Investment Newsletter – October 2022
The Nord Stream (NS) pipelines have been flashpoints in an escalating energy war between capitals in Europe and Moscow that has damaged major Western economies and sent gas prices soaring. Every crime implies motive. The Russian government wanted, at least up to the sabotage, to sell oil and natural gas to the EU. The notion that Russian intel would destroy Gazprom pipelines is beyond ludicrous. All they had to do was to turn off the valves. NS2 was not even operational, based on a political decision from Berlin. The gas flow in NS was hampered by western sanctions. Such an act would imply Moscow losing key strategic leverage over the EU. On the other hand, it is obvious that the primary beneficiary, in the economic sense, was the US, who is replacing Russian natural gas with its more expensive liquified natural gas, as the Europe moves to decouple its economy from Russian energy sources.

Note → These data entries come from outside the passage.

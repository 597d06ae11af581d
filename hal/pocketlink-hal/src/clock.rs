//! Time source for bounded waits
//!
//! Every timeout in the bridge is measured against a [`Clock`], which lets
//! tests run the handshakes on simulated time.

/// Monotonic microsecond clock with a busy-wait delay
pub trait Clock {
    /// Microseconds since an arbitrary fixed origin
    fn now_us(&self) -> u64;

    /// Busy-wait for the given number of microseconds
    fn delay_us(&self, us: u32);

    /// Microseconds elapsed since `start_us`
    fn elapsed_us(&self, start_us: u64) -> u64 {
        self.now_us().saturating_sub(start_us)
    }
}

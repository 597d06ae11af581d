//! Bulk payload checksum
//!
//! 8-bit additive sum of every payload byte, carried after the payload of a
//! host → bridge bulk transfer.

/// Running additive checksum
#[derive(Debug, Clone, Copy, Default, PartialEq, Eq)]
#[cfg_attr(feature = "defmt", derive(defmt::Format))]
pub struct Checksum(u8);

impl Checksum {
    pub const fn new() -> Self {
        Self(0)
    }

    /// Add one byte
    pub fn update(&mut self, byte: u8) {
        self.0 = self.0.wrapping_add(byte);
    }

    pub const fn value(&self) -> u8 {
        self.0
    }

    /// Checksum of a whole slice
    pub fn of(data: &[u8]) -> u8 {
        data.iter().fold(0u8, |sum, &b| sum.wrapping_add(b))
    }
}
//! Board-agnostic core logic for the PocketLink bridge
//!
//! This crate contains everything that does not depend on a specific chip:
//!
//! - Bridge configuration and its timing contract
//! - The `SharpBus` capability trait for the pocket computer's bus lines
//! - Host Link: timeout-aware reads, frame sends, staged bulk transfers
//! - Device Link: bit-level handshakes, disk bridging, tape tones, beeper
//! - Command Dispatcher: one opcode in, one acknowledgement out

#![cfg_attr(not(test), no_std)]
#![deny(unsafe_code)]

pub mod config;
pub mod device;
pub mod dispatch;
pub mod host;
pub mod traits;

#[cfg(test)]
pub(crate) mod testing;
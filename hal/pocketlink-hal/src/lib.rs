//! PocketLink Hardware Abstraction Layer
//!
//! This crate defines hardware abstraction traits that can be implemented
//! by chip-specific HALs. The bridge logic in `pocketlink-core` only talks
//! to these traits, so it runs unchanged on real silicon and against the
//! simulated pocket computer used by the tests.
//!
//! # Architecture
//!
//! ```text
//! ┌─────────────────────────────────────────┐
//! │  Application (pocketlink-firmware)      │
//! └─────────────────────────────────────────┘
//!                     │
//!                     ▼
//! ┌─────────────────────────────────────────┐
//! │  pocketlink-core (dispatcher, links)    │
//! └─────────────────────────────────────────┘
//!                     │
//!                     ▼
//! ┌─────────────────────────────────────────┐
//! │  pocketlink-hal (this crate - traits)   │
//! └─────────────────────────────────────────┘
//!                     │
//!                     ▼
//!             ┌───────────────┐
//!             │ pocketlink-   │
//!             │  hal-rp2040   │
//!             └───────────────┘
//! ```
//!
//! # Traits
//!
//! - [`gpio::OutputPin`], [`gpio::InputPin`] - Digital I/O for the bus lines
//! - [`serial::SerialRx`], [`serial::SerialTx`] - Host serial link
//! - [`clock::Clock`] - Monotonic time and busy-wait delays

#![no_std]
#![deny(unsafe_code)]

pub mod clock;
pub mod gpio;
pub mod serial;

// Re-export key traits at crate root for convenience
pub use clock::Clock;
pub use gpio::{InputPin, OutputPin};
pub use serial::{Serial, SerialRx, SerialTx};
//! Pin-backed bus
//!
//! Maps the bus lines onto plain GPIO pins from the HAL.

use pocketlink_hal::{InputPin, OutputPin};

use crate::traits::{InputLine, OutputLine, SharpBus};

/// Lines driven by the pocket computer
pub struct BusInputs<I> {
    pub busy: I,
    pub dout: I,
    pub xout: I,
    pub sel1: I,
    pub sel2: I,
}

/// Lines driven by the bridge
pub struct BusOutputs<O> {
    pub ack: O,
    pub din: O,
    pub xin: O,
    pub beep: O,
}

/// Sharp bus over GPIO pins
pub struct SharpPins<I, O> {
    inputs: BusInputs<I>,
    outputs: BusOutputs<O>,
}

impl<I: InputPin, O: OutputPin> SharpPins<I, O> {
    pub fn new(inputs: BusInputs<I>, outputs: BusOutputs<O>) -> Self {
        Self { inputs, outputs }
    }

    fn output(&mut self, line: OutputLine) -> &mut O {
        match line {
            OutputLine::Ack => &mut self.outputs.ack,
            OutputLine::Din => &mut self.outputs.din,
            OutputLine::Xin => &mut self.outputs.xin,
            OutputLine::Beep => &mut self.outputs.beep,
        }
    }
}

impl<I: InputPin, O: OutputPin> SharpBus for SharpPins<I, O> {
    fn sample(&mut self, line: InputLine) -> bool {
        let pin = match line {
            InputLine::Busy => &mut self.inputs.busy,
            InputLine::Dout => &mut self.inputs.dout,
            InputLine::Xout => &mut self.inputs.xout,
            InputLine::Sel1 => &mut self.inputs.sel1,
            InputLine::Sel2 => &mut self.inputs.sel2,
        };
        pin.is_high()
    }

    fn drive(&mut self, line: OutputLine, high: bool) {
        self.output(line).set_state(high);
    }
}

The US dollar’s unrelenting surge is raising worries over corporate earnings, warned a closely followed Wall Street analyst, who noted that similar performances by the currency have historically led to some kind of financial or economic crisis. Morgan Stanley chief equity strategist Michael Wilson, one of the Wall Street’s most vocal bears who correctly predicted this year’s stock market selloff, calculated that every 1% rise in the ICE U.S. Dollar Index has a negative 0.5% impact on S&P 500 earnings. Furthermore, the problem is that equity investors tend to only be good at translating economic data into earnings forecasts six months ahead, meaning that any current earnings tailwinds could be supporting “a false sense of security”. Yet policy operates with longer lags, sometimes of as much as two years.
Volatility has surged to the highest level since March 2020 across currency and bond markets. Bank of America’s global cross-asset market risk indicator also jumped to a level not seen since the start of the pandemic. Currently, one of the biggest risks is a bond market or financial dislocation caused by weak banks in Europe and Asia, and/or by inadequate bond market liquidity in parts of the global financial structure. A big dislocation in either of these areas would cause the Fed to lower rates and increase liquidity.
The biggest concern nowadays is when BoE went into full financial crisis mode as of 28 September 2022, rushing out an announcement that the central bank was restarting its money-printing presses at “whatever scale is necessary”, and launch a TEC Repo Facility which will hope to ease liquidity pressures. Irony, “Some of the inflation has been caused by increases in the money supply,” UK new Prime Minister Truss said in July, but by September, her government had authorised the BoE to fire up the money-printing presses again.
Particularly for Credit Suisse, the world is in a very different place than 2008, when there was a sudden realization of widespread losses throughout the entire financial system, says James Angel, finance professor at Georgetown University. Although there are “painful realizations” going around markets today given a looming recession on the horizon, there is no big systemic issue yet that is affecting everyone like it was in 2008. However, Credit Suisse continues to face cyclical and structural challenges. The next big question is how regulators would respond to diminishing liquidity, as the big swings across asset markets are raising the risk of a financial accident.